The older we become, the more thought we put into everything we do. For example, Jim goes grocery shopping early in the morning to avoid the crowds. We carefully chose the organizations that we consider worthy of our support. We think twice before taking any trips, due to the cost of gasoline, and as a result, we mostly stay at home. I suppose the act of becoming older does not have to be such an insular, hunkering-down process, but for us, that is the transition.
While others were having barbecues on the Fourth of July, or going to concerts, or watching fireworks, I was quilting, reading, or splurging, by eating ice cream with hot fudge on top, whipped cream, and two cherries! Jim was at work, exhausting himself in helping others.

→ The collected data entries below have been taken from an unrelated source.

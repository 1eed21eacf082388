/// Session scope middleware
///
/// Wraps every request in its own [`DbSession`]:
///
/// 1. A session is created from the pool and inserted into the request
///    extensions, where the [`Session`](crate::extract::Session) extractor
///    finds it. No connection is taken until a handler first uses it.
/// 2. If the response carries an [`ErrorReport`], the session is rolled back
///    and the error is logged. In debug mode the response is replaced with a
///    500 plain-text dump of the error.
/// 3. The session is closed on every path. Closing never commits, so a
///    handler that failed before its commit leaves nothing behind.
///
/// If the request future is dropped mid-flight, the last handle to the
/// session drops with it and sqlx rolls the open transaction back.
///
/// # Example
///
/// ```no_run
/// use axum::{routing::get, Router};
/// use sqlx::SqlitePool;
/// use tik_api::middleware::session::SessionLayer;
///
/// # fn example(pool: SqlitePool) {
/// let app: Router = Router::new()
///     .route("/", get(|| async { "ok" }))
///     .layer(SessionLayer::new(pool, false));
/// # }
/// ```

use crate::error::ErrorReport;
use axum::{
    body::Body,
    extract::Request,
    http::{header, StatusCode},
    response::Response,
};
use sqlx::SqlitePool;
use std::task::{Context, Poll};
use tik_shared::db::session::DbSession;
use tower::{Layer, Service};
use tracing::{error, warn};

/// Session scope layer
#[derive(Clone)]
pub struct SessionLayer {
    pool: SqlitePool,

    /// Whether failed requests answer with a diagnostic dump
    debug: bool,
}

impl SessionLayer {
    pub fn new(pool: SqlitePool, debug: bool) -> Self {
        Self { pool, debug }
    }
}

impl<S> Layer<S> for SessionLayer {
    type Service = SessionMiddleware<S>;

    fn layer(&self, inner: S) -> Self::Service {
        SessionMiddleware {
            inner,
            pool: self.pool.clone(),
            debug: self.debug,
        }
    }
}

/// Session scope middleware service
#[derive(Clone)]
pub struct SessionMiddleware<S> {
    inner: S,
    pool: SqlitePool,
    debug: bool,
}

impl<S> Service<Request> for SessionMiddleware<S>
where
    S: Service<Request, Response = Response> + Send + 'static,
    S::Future: Send + 'static,
    S::Error: Send + 'static,
{
    type Response = S::Response;
    type Error = S::Error;
    type Future = std::pin::Pin<Box<dyn std::future::Future<Output = Result<Self::Response, Self::Error>> + Send>>;

    fn poll_ready(&mut self, cx: &mut Context<'_>) -> Poll<Result<(), Self::Error>> {
        self.inner.poll_ready(cx)
    }

    fn call(&mut self, mut request: Request) -> Self::Future {
        let session = DbSession::new(self.pool.clone());
        request.extensions_mut().insert(session.clone());

        let future = self.inner.call(request);
        let debug = self.debug;

        Box::pin(async move {
            let result = future.await;

            let response = match result {
                Ok(mut response) => {
                    if let Some(report) = response.extensions_mut().remove::<ErrorReport>() {
                        if let Err(e) = session.rollback().await {
                            warn!(error = %e, "Failed to roll back session");
                        }

                        error!(
                            category = report.category.label(),
                            status = report.category.status().as_u16(),
                            "{}",
                            report.message
                        );

                        if debug {
                            response = debug_response(&report);
                        }
                    }
                    Ok(response)
                }
                Err(e) => Err(e),
            };

            if let Err(e) = session.close().await {
                warn!(error = %e, "Failed to close session");
            }

            response
        })
    }
}

/// Plain-text diagnostic response used in debug mode
fn debug_response(report: &ErrorReport) -> Response {
    let body = format!(
        "{} ({})\n\n{}",
        report.category.label(),
        report.category.status(),
        report.detail
    );

    let mut response = Response::new(Body::from(body));
    *response.status_mut() = StatusCode::INTERNAL_SERVER_ERROR;
    response.headers_mut().insert(
        header::CONTENT_TYPE,
        header::HeaderValue::from_static("text/plain; charset=utf-8"),
    );
    response
}

#[cfg(test)]
mod tests {
    use super::*;
    use crate::error::ApiError;
    use crate::extract::Session;
    use axum::{
        response::IntoResponse,
        routing::{get, post},
        Router,
    };
    use std::time::Duration;
    use tower::Service as _;

    async fn lazy_pool() -> SqlitePool {
        sqlx::sqlite::SqlitePoolOptions::new()
            .max_connections(1)
            .connect("sqlite::memory:")
            .await
            .unwrap()
    }

    async fn notes_pool(dir: &tempfile::TempDir) -> SqlitePool {
        let url = format!("sqlite://{}?mode=rwc", dir.path().join("notes.db").display());
        let pool = sqlx::sqlite::SqlitePoolOptions::new()
            .max_connections(1)
            .connect(&url)
            .await
            .unwrap();

        sqlx::query("CREATE TABLE notes (id INTEGER PRIMARY KEY, body TEXT NOT NULL)")
            .execute(&pool)
            .await
            .unwrap();

        pool
    }

    #[tokio::test]
    async fn test_dropped_request_discards_uncommitted_work() {
        async fn handler(Session(session): Session) -> Result<(), ApiError> {
            {
                let mut conn = session.connection().await?;
                sqlx::query("INSERT INTO notes (body) VALUES ('draft')")
                    .execute(&mut *conn)
                    .await?;
            }

            std::future::pending::<()>().await;
            session.commit().await?;
            Ok(())
        }

        let dir = tempfile::tempdir().unwrap();
        let pool = notes_pool(&dir).await;

        let mut app = Router::new()
            .route("/", post(handler))
            .layer(SessionLayer::new(pool.clone(), false));

        let request = Request::builder()
            .method("POST")
            .uri("/")
            .body(Body::empty())
            .unwrap();
        let outcome = tokio::time::timeout(Duration::from_millis(200), app.call(request)).await;
        assert!(outcome.is_err(), "handler should still be pending");

        // Single-connection pool: this only runs once the dropped request gave its connection back
        let count: i64 = tokio::time::timeout(
            Duration::from_secs(5),
            sqlx::query_scalar("SELECT COUNT(*) FROM notes").fetch_one(&pool),
        )
        .await
        .expect("connection should return to the pool")
        .unwrap();
        assert_eq!(count, 0);

        sqlx::query("INSERT INTO notes (body) VALUES ('kept')")
            .execute(&pool)
            .await
            .unwrap();
        let count: i64 = sqlx::query_scalar("SELECT COUNT(*) FROM notes")
            .fetch_one(&pool)
            .await
            .unwrap();
        assert_eq!(count, 1);
    }

    #[tokio::test]
    async fn test_stale_write_rolls_back_with_conflict() {
        async fn handler(Session(session): Session) -> Result<(), ApiError> {
            {
                let mut conn = session.connection().await?;
                sqlx::query("INSERT INTO notes (body) VALUES ('draft')")
                    .execute(&mut *conn)
                    .await?;

                let result = sqlx::query("UPDATE notes SET body = 'final' WHERE id = 42")
                    .execute(&mut *conn)
                    .await?;
                if result.rows_affected() == 0 {
                    return Err(ApiError::stale("UPDATE", "notes"));
                }
            }
            session.commit().await?;
            Ok(())
        }

        let dir = tempfile::tempdir().unwrap();
        let pool = notes_pool(&dir).await;

        let mut app = Router::new()
            .route("/", post(handler))
            .layer(SessionLayer::new(pool.clone(), false));

        let response = app
            .call(
                Request::builder()
                    .method("POST")
                    .uri("/")
                    .body(Body::empty())
                    .unwrap(),
            )
            .await
            .unwrap();

        assert_eq!(response.status(), StatusCode::CONFLICT);
        let body = axum::body::to_bytes(response.into_body(), usize::MAX).await.unwrap();
        let json: serde_json::Value = serde_json::from_slice(&body).unwrap();
        assert_eq!(json["status_code"], 409);
        assert_eq!(
            json["message"],
            "UPDATE statement on table 'notes' expected to affect 1 row(s); 0 were matched."
        );

        let count: i64 = sqlx::query_scalar("SELECT COUNT(*) FROM notes")
            .fetch_one(&pool)
            .await
            .unwrap();
        assert_eq!(count, 0);
    }

    #[tokio::test]
    async fn test_session_is_available_and_closed() {
        async fn handler(Session(session): Session) -> impl IntoResponse {
            session.is_closed().await.to_string()
        }

        let mut app = Router::new()
            .route("/", get(handler))
            .layer(SessionLayer::new(lazy_pool().await, false));

        let response = app
            .call(Request::builder().uri("/").body(Body::empty()).unwrap())
            .await
            .unwrap();

        assert_eq!(response.status(), StatusCode::OK);
        let body = axum::body::to_bytes(response.into_body(), usize::MAX).await.unwrap();
        assert_eq!(&body[..], b"false");
    }

    #[tokio::test]
    async fn test_error_report_is_consumed() {
        async fn handler() -> Result<(), ApiError> {
            Err(ApiError::NotFound("Category with ID 1 not found".to_string()))
        }

        let mut app = Router::new()
            .route("/", get(handler))
            .layer(SessionLayer::new(lazy_pool().await, false));

        let response = app
            .call(Request::builder().uri("/").body(Body::empty()).unwrap())
            .await
            .unwrap();

        assert_eq!(response.status(), StatusCode::NOT_FOUND);
        assert!(response.extensions().get::<ErrorReport>().is_none());
    }

    #[tokio::test]
    async fn test_debug_mode_dumps_error() {
        async fn handler() -> Result<(), ApiError> {
            Err(ApiError::Integrity("UNIQUE constraint failed: categories.label".to_string()))
        }

        let mut app = Router::new()
            .route("/", get(handler))
            .layer(SessionLayer::new(lazy_pool().await, true));

        let response = app
            .call(Request::builder().uri("/").body(Body::empty()).unwrap())
            .await
            .unwrap();

        assert_eq!(response.status(), StatusCode::INTERNAL_SERVER_ERROR);
        assert_eq!(
            response.headers().get(header::CONTENT_TYPE).unwrap(),
            "text/plain; charset=utf-8"
        );

        let body = axum::body::to_bytes(response.into_body(), usize::MAX).await.unwrap();
        let text = String::from_utf8(body.to_vec()).unwrap();
        assert!(text.starts_with("IntegrityError"));
        assert!(text.contains("UNIQUE constraint failed"));
    }
}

I was reading a book written by Edie Clark, whom I met this summer when she gave a talk about New England foods. The Place He Made is a riveting and true account of the life and death, the good times and the bad times, of that same woman’s husband, and his insurmountable problems with cancer. The story is about “process,” though, not just about a series of catastrophes, and it is written with uncanny sensitivity.
It is a sad book, only insofar as, in the end, her love dies. However, he died peacefully and with her at his side. Everyone who dies should have such a vigilant witness. The telling of this poignant tale, complete with some of their dialogue, must have been cathartic for her to write down in her daily journal. Surely, her writings helped her to create the book, and to tell the story as accurately as possible.
At a certain point in all of our lives, we come to the stark realization that we will not be here always, a sobering thought. Who among us can imagine that life can and will go on, without our presence? How can we envision ourselves as non-beings, when we are here today, living, breathing, loving, eating, writing … ?
Yet, we know others who have made that journey to the Great Beyond and left us here to continue to either enjoy life, or suffer through our remaining time.
Holidays are increasingly difficult for me. I prefer the sameness of everyday activities and have come to really dislike special events. On July 4, I chose to spend my day reading about struggles in the lives of those two individuals.
I have decided that Life does not have to be a happy, happy, “la la la” affair, all the time. For me, it just has to be “real.” For that reason I have given up reading novels, and now, only want to read about events that really did happen. Life is too short to bother with foolishness, or foolish people, (no particular person in mind, as I write that).
I am as entitled to my quirks as you are to yours. In this realization, there is a measure of comfort.